Chromatin remodelling to facilitate treatment resistance in glioblastoma

Abstract

Abstract Recent findings from our group, and the wider community, show that standard treatment does not impose an apparent bottleneck on the clonal evolution of adult glioblastoma (GBM), implying a lack of direct therapeutic opportunity. This does not negate the possibility that multiple treatment-resistance mechanisms co-exist in tumours, repeated across patients, making a combination of targeted therapies a potentially effective approach. We investigated whether treatment resistance may be driven by selection of cellular properties conferred above the level of the genome. Differential expression analysis was performed on 23 pairs of primary and recurrent tumours from patients who received standard treatment and had a local recurrence treated by surgery and second line chemotherapy. This revealed a treatment-induced shift in cell states linked to normal neurodevelopment. The latter is orchestrated by cascades of transcription factors. We, therefore, applied a bespoke gene set enrichment analysis to our paired expression data to investigate whether any factors were implicated in co-regulation of the genes that were altered through therapy.

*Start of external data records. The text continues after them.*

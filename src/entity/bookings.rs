use sea_orm::entity::prelude::*;

use crate::models::BookingStatus;

#[derive(Clone, Debug, PartialEq, DeriveEntityModel)]
#[sea_orm(table_name = "bookings")]
pub struct Model {
    #[sea_orm(primary_key, auto_increment = false)]
    pub id: Uuid,
    pub user_id: String,
    pub service_id: Uuid,
    pub address_id: Uuid,
    pub booking_date: Date,
    pub booking_time: Time,
    pub status: BookingStatus,
    pub price_at_booking_cents: i64,
    /// Idempotency key for webhook deliveries.
    #[sea_orm(unique)]
    pub stripe_checkout_session_id: String,
    pub assessment: Option<Json>,
    pub created_at: DateTimeWithTimeZone,
    pub updated_at: DateTimeWithTimeZone,
}

#[derive(Copy, Clone, Debug, EnumIter, DeriveRelation)]
pub enum Relation {
    #[sea_orm(
        belongs_to = "super::profiles::Entity",
        from = "Column::UserId",
        to = "super::profiles::Column::UserId"
    )]
    Profiles,
    #[sea_orm(
        belongs_to = "super::services::Entity",
        from = "Column::ServiceId",
        to = "super::services::Column::Id"
    )]
    Services,
    #[sea_orm(
        belongs_to = "super::addresses::Entity",
        from = "Column::AddressId",
        to = "super::addresses::Column::Id"
    )]
    Addresses,
}

impl Related<super::profiles::Entity> for Entity {
    fn to() -> RelationDef {
        Relation::Profiles.def()
    }
}

impl Related<super::services::Entity> for Entity {
    fn to() -> RelationDef {
        Relation::Services.def()
    }
}

impl Related<super::addresses::Entity> for Entity {
    fn to() -> RelationDef {
        Relation::Addresses.def()
    }
}

impl ActiveModelBehavior for ActiveModel {}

This identified a specific chromatin remodelling machinery, instrumental in normal neurogenesis. We validated our results in an independent cohort of 22 paired GBM samples. Our results suggest that the chromatin remodelling machinery is responsible for determining transcriptional hierarchies in GBM, shown elsewhere to have different treatment sensitivities such that their relative abundances are altered through treatment.